WORK REQUIRED:
The word "crate" may appear in lines of the data; say how many such lines there are, with nothing beyond the number.

Stored items:
# # # # # # #

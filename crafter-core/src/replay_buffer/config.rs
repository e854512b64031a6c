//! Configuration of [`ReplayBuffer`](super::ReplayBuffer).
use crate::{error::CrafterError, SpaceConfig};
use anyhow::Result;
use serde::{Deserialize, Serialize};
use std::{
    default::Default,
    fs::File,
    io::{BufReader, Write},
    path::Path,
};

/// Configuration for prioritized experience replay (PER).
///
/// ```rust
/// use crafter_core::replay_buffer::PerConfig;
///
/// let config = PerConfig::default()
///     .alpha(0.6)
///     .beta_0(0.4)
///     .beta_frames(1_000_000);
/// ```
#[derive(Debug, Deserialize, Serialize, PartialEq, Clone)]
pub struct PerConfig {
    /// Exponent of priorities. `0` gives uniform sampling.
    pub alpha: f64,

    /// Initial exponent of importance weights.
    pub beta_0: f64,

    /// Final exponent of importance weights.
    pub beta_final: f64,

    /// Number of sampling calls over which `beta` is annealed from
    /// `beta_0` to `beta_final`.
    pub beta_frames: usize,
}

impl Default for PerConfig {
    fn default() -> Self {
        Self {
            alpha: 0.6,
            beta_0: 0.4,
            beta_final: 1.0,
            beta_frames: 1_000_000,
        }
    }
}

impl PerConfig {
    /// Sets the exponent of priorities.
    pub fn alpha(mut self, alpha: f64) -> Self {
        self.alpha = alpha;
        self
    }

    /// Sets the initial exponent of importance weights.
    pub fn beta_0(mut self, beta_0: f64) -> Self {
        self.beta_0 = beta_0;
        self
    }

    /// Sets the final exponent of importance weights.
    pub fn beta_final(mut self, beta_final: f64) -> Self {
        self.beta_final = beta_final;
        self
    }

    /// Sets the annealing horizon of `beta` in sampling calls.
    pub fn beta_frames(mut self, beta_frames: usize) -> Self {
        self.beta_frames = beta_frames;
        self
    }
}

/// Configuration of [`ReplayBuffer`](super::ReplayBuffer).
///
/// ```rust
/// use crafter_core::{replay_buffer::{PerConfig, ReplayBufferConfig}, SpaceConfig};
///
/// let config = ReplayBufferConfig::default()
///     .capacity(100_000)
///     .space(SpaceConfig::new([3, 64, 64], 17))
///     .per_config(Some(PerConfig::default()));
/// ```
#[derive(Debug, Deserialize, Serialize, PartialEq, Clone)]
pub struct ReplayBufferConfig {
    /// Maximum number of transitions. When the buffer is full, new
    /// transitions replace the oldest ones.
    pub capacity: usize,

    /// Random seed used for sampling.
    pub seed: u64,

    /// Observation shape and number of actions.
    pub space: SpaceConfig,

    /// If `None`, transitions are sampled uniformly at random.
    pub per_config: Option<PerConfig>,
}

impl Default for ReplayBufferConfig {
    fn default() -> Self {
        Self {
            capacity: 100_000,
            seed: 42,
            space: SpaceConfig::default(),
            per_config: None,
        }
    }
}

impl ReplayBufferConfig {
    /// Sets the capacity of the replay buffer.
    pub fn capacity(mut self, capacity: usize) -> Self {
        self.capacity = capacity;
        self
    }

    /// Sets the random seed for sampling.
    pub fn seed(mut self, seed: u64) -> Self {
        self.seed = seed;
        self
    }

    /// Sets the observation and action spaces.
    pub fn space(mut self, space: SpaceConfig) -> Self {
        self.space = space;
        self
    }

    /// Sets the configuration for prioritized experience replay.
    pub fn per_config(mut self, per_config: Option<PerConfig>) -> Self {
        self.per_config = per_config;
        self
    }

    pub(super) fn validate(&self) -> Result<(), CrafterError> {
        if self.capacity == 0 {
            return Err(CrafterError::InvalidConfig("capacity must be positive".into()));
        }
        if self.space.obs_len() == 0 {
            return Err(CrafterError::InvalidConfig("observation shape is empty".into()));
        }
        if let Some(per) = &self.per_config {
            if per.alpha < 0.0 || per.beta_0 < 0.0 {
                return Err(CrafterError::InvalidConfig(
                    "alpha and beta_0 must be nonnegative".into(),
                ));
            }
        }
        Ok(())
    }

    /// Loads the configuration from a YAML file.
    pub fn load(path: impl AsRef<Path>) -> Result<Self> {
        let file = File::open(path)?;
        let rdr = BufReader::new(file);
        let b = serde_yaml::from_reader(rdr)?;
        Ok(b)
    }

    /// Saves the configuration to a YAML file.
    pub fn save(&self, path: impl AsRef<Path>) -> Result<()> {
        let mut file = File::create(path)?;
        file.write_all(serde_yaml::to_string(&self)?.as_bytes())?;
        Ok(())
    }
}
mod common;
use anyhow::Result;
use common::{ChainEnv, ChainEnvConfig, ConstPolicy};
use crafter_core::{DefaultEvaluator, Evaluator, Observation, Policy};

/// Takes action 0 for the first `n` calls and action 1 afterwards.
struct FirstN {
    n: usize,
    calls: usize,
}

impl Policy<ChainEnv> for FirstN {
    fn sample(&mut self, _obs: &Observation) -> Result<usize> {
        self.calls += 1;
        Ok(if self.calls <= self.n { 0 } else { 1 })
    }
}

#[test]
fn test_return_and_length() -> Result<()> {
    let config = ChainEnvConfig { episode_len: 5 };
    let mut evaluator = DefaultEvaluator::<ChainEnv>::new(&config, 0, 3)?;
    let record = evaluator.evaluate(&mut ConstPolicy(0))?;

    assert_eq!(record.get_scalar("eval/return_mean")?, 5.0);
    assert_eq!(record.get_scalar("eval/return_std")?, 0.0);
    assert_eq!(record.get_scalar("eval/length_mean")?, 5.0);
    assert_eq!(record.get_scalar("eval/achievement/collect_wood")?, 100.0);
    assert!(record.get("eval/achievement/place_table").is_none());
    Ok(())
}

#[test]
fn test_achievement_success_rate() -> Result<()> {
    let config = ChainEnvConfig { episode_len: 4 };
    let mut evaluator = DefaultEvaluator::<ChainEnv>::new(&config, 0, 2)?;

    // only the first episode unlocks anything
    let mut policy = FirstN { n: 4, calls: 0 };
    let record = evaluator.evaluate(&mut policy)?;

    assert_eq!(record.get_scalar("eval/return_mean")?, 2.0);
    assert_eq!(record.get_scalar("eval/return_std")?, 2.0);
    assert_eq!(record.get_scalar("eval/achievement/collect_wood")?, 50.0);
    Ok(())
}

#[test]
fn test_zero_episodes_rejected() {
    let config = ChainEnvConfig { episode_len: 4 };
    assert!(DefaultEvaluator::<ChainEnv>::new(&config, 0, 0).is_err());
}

# # # # # # #

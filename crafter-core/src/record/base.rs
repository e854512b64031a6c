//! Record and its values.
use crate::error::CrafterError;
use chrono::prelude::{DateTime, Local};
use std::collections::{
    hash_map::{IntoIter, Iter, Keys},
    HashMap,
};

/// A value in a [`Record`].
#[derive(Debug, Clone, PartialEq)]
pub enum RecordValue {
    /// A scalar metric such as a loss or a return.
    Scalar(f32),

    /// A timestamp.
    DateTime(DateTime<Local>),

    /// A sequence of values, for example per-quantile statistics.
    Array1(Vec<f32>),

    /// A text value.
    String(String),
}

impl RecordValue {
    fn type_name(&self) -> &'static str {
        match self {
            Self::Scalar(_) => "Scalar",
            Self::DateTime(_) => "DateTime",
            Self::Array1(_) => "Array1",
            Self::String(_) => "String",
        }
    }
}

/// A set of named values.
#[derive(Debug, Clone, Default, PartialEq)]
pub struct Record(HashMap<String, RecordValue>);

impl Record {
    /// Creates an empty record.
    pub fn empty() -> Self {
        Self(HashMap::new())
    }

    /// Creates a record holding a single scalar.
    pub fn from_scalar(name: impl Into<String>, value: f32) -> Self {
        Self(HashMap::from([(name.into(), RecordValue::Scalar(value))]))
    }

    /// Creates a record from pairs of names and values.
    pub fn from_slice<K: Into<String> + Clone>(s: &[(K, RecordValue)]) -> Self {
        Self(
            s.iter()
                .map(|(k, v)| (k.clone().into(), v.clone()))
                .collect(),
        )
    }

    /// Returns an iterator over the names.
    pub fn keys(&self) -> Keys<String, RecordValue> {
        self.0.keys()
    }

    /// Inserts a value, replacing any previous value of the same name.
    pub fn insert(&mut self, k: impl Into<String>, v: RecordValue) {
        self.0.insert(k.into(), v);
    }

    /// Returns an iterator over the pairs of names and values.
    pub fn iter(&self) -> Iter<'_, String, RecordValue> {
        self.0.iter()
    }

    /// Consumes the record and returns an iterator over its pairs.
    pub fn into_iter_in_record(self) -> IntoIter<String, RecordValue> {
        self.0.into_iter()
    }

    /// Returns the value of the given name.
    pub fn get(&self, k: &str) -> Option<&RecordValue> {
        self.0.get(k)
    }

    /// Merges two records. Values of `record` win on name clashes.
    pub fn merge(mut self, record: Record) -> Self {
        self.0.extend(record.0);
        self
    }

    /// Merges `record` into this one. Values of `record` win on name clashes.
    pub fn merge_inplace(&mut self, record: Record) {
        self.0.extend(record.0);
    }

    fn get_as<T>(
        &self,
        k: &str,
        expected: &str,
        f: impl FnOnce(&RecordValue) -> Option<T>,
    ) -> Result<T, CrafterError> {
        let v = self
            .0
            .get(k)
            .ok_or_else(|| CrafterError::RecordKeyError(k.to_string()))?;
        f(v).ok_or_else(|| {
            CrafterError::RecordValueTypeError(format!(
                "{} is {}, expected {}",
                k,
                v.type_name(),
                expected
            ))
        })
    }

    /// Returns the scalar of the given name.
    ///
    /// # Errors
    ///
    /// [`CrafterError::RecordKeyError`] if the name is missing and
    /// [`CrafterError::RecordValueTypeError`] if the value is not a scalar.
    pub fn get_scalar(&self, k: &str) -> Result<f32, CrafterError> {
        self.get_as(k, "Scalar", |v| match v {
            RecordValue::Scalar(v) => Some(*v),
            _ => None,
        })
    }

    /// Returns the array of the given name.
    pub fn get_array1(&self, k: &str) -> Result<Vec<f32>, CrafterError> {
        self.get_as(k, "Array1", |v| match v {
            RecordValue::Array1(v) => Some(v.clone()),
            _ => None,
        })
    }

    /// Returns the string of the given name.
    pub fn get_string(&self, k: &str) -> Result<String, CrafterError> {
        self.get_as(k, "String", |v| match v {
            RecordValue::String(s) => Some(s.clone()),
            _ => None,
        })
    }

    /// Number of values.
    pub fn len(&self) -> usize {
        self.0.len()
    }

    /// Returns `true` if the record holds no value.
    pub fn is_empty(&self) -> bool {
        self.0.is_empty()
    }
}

# # # # # # #

TASK RESULT:
2